Я начала продумывать вообще все: чего я жду, что я буду делать. В голове было пусто. Прошло довольно много времени прежде чем я услышала хоть какой-то звук. Каблучки. Как пошло. Я вот была в кедах.


Я напряглась всем телом и была готова встречать мутантиху, как неизбежность… В таком напряжении я просидела полчаса. Никто не собирался заходить в этот зал, а настенные часы, напротив моего временного трона, безучастно мотали стрелки. Вот же черт. Неужели Джо и Матильда были правы? Никакого предания нет, и все, что нужно было этой старухе — это секс? Ты такая идиотка, Лилит.

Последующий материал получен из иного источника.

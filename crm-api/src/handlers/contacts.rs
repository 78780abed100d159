use actix_web::{web, HttpRequest, HttpResponse, Result as ActixResult};
use chrono::Utc;
use shared_types::{ContactLookupQuery, CreateContactRequest, CreateContactResponse, ErrorResponse};
use std::sync::Arc;

use super::tenant_from_request;
use crate::database::contacts as contacts_db;
use crate::database::Database;
use crate::helpers::contact_cache::ContactCache;

const LIST_LIMIT: usize = 1000;

fn missing_tenant() -> HttpResponse {
    HttpResponse::BadRequest().json(ErrorResponse::new("Tenant ID missing in headers"))
}

pub async fn list_contacts(
    db: web::Data<Arc<Database>>,
    cache: web::Data<Arc<ContactCache>>,
    req: HttpRequest,
) -> ActixResult<HttpResponse> {
    let Some(tenant_id) = tenant_from_request(&req) else {
        return Ok(missing_tenant());
    };

    let contacts = match cache.get(&tenant_id).await {
        Some(contacts) => contacts,
        None => {
            let generation = cache.generation(&tenant_id).await;
            let contacts =
                contacts_db::list_contacts(db.async_connection.clone(), &tenant_id, LIST_LIMIT)
                    .await
                    .map_err(|e| actix_web::error::ErrorInternalServerError(e.to_string()))?;
            cache.store(&tenant_id, generation, contacts.clone()).await;
            contacts
        }
    };

    if contacts.is_empty() {
        return Ok(HttpResponse::NotFound()
            .json(ErrorResponse::new("No contacts found for this tenant")));
    }

    Ok(HttpResponse::Ok().json(contacts))
}

pub async fn get_contact_by_phone(
    db: web::Data<Arc<Database>>,
    query: web::Query<ContactLookupQuery>,
    req: HttpRequest,
) -> ActixResult<HttpResponse> {
    let Some(tenant_id) = tenant_from_request(&req) else {
        return Ok(missing_tenant());
    };

    let contact =
        contacts_db::find_contact_by_phone(db.async_connection.clone(), &tenant_id, &query.phone)
            .await
            .map_err(|e| actix_web::error::ErrorInternalServerError(e.to_string()))?;

    match contact {
        Some(contact) => Ok(HttpResponse::Ok().json(contact)),
        None => Ok(HttpResponse::NotFound().json(ErrorResponse::new("Contact not found"))),
    }
}

pub async fn create_contact(
    db: web::Data<Arc<Database>>,
    cache: web::Data<Arc<ContactCache>>,
    request: web::Json<CreateContactRequest>,
    req: HttpRequest,
) -> ActixResult<HttpResponse> {
    let Some(tenant_id) = tenant_from_request(&req) else {
        return Ok(missing_tenant());
    };

    let mut request = request.into_inner();
    let phone = match request.phone.as_deref().map(str::trim) {
        Some(phone) if !phone.is_empty() => phone.to_string(),
        _ => {
            return Ok(HttpResponse::BadRequest()
                .json(ErrorResponse::new("Phone number is required")));
        }
    };
    request.phone = Some(phone.clone());

    let existing =
        contacts_db::find_contact_by_phone(db.async_connection.clone(), &tenant_id, &phone)
            .await
            .map_err(|e| actix_web::error::ErrorInternalServerError(e.to_string()))?;
    if existing.is_some() {
        return Ok(HttpResponse::Conflict().json(ErrorResponse::new(format!(
            "Contact with phone {} already exists for this tenant",
            phone
        ))));
    }

    let contact =
        contacts_db::insert_contact(db.async_connection.clone(), &tenant_id, &request, Utc::now())
            .await
            .map_err(|e| {
                actix_web::error::ErrorInternalServerError(format!(
                    "Error creating contact: {}",
                    e
                ))
            })?;

    cache.invalidate(&tenant_id).await;
    tracing::info!(tenant_id = %tenant_id, contact_id = contact.id, "Created contact");

    Ok(HttpResponse::Created().json(CreateContactResponse { contact }))
}

pub async fn delete_contact(
    db: web::Data<Arc<Database>>,
    cache: web::Data<Arc<ContactCache>>,
    path: web::Path<i64>,
    req: HttpRequest,
) -> ActixResult<HttpResponse> {
    let Some(tenant_id) = tenant_from_request(&req) else {
        return Ok(missing_tenant());
    };
    let contact_id = path.into_inner();

    let deleted = contacts_db::delete_contact(db.async_connection.clone(), &tenant_id, contact_id)
        .await
        .map_err(|e| actix_web::error::ErrorInternalServerError(e.to_string()))?;

    if !deleted {
        return Ok(HttpResponse::NotFound()
            .json(ErrorResponse::new("Contact not found for this tenant")));
    }

    cache.invalidate(&tenant_id).await;
    tracing::info!(tenant_id = %tenant_id, contact_id, "Deleted contact");

    Ok(HttpResponse::NoContent().finish())
}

Ночь выставляла свои правила, и я захотела спать. От тупизма ситуации я расстроилась, но расслабилась. Никто не будет меня убивать. Я проживу долгую и счастливую жизнь. Может даже с Матильдой или с любой другой красоткой…

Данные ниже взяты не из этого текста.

use chrono::{DateTime, Utc};
use serde::{Deserialize, Serialize};
use ts_rs::TS;

#[derive(Debug, Clone, Serialize, Deserialize, TS)]
#[ts(export)]
pub struct Contact {
    pub id: i64,
    pub tenant_id: Option<String>,
    pub phone: Option<String>,
    pub name: Option<String>,
    pub email: Option<String>,
    pub address: Option<String>,
    pub description: Option<String>,
    pub bg_id: Option<String>,
    pub bg_name: Option<String>,
    pub template_key: Option<String>,
    pub last_seen: Option<DateTime<Utc>>,
    pub last_delivered: Option<DateTime<Utc>>,
    pub last_replied: Option<DateTime<Utc>>,
    #[serde(rename = "customField")]
    pub custom_field: Option<serde_json::Value>,
    pub manual_mode: Option<bool>,
    #[serde(rename = "createdOn")]
    pub created_on: Option<DateTime<Utc>>,
}

#[derive(Debug, Default, Deserialize, TS)]
#[ts(export)]
pub struct CreateContactRequest {
    pub phone: Option<String>,
    pub name: Option<String>,
    pub email: Option<String>,
    pub address: Option<String>,
    pub description: Option<String>,
    pub bg_id: Option<String>,
    pub bg_name: Option<String>,
    pub template_key: Option<String>,
    pub last_seen: Option<DateTime<Utc>>,
    pub last_delivered: Option<DateTime<Utc>>,
    pub last_replied: Option<DateTime<Utc>>,
    #[serde(rename = "customField")]
    pub custom_field: Option<serde_json::Value>,
    pub manual_mode: Option<bool>,
}

#[derive(Debug, Serialize, TS)]
#[ts(export)]
pub struct CreateContactResponse {
    pub contact: Contact,
}

/// Query string of the single-contact lookup.
#[derive(Debug, Deserialize)]
pub struct ContactLookupQuery {
    pub phone: String,
}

Я уснула незаметно, и где-то на первой стадии погружения рядом снова раздалось цоканье шпилек. Как хорошо, что мне было все равно тогда.


И мне приснился сон.


— На охоту нужно одеваться, чтобы одежда плотно облегала твое тело, Лили. Тогда зверю не за что будет зацепиться.


Я стою в гостиной нашего дома. Папа укладывает в походную сумку термос с чем-то жидким, бутерброды, какую-то одежду. Наверняка сменную. На мне розовая балетная пачка, и мне пять лет.


— Я хочу надеть платье! Принцессы всегда ходят в лес в платьях.


Папа отвлекается от своего стариковского тетриса вещами и присаживается напротив меня на корточки. Он красивый и пока не такой замученный, каким я запомнила его, будучи подростком.


— Лили. Моя самая красивая принцесса. За твоё платье тебя может схватить страшный дракон…


Он вздыхает, и мы оказываемся в густой чаще леса. Сосны выше меня и даже выше папы. Они страшат пятилетнюю меня: разве жить можно так долго, чтобы вырасти такими?


Я слышу приближающийся рык и вижу передвигающийся бурый мех.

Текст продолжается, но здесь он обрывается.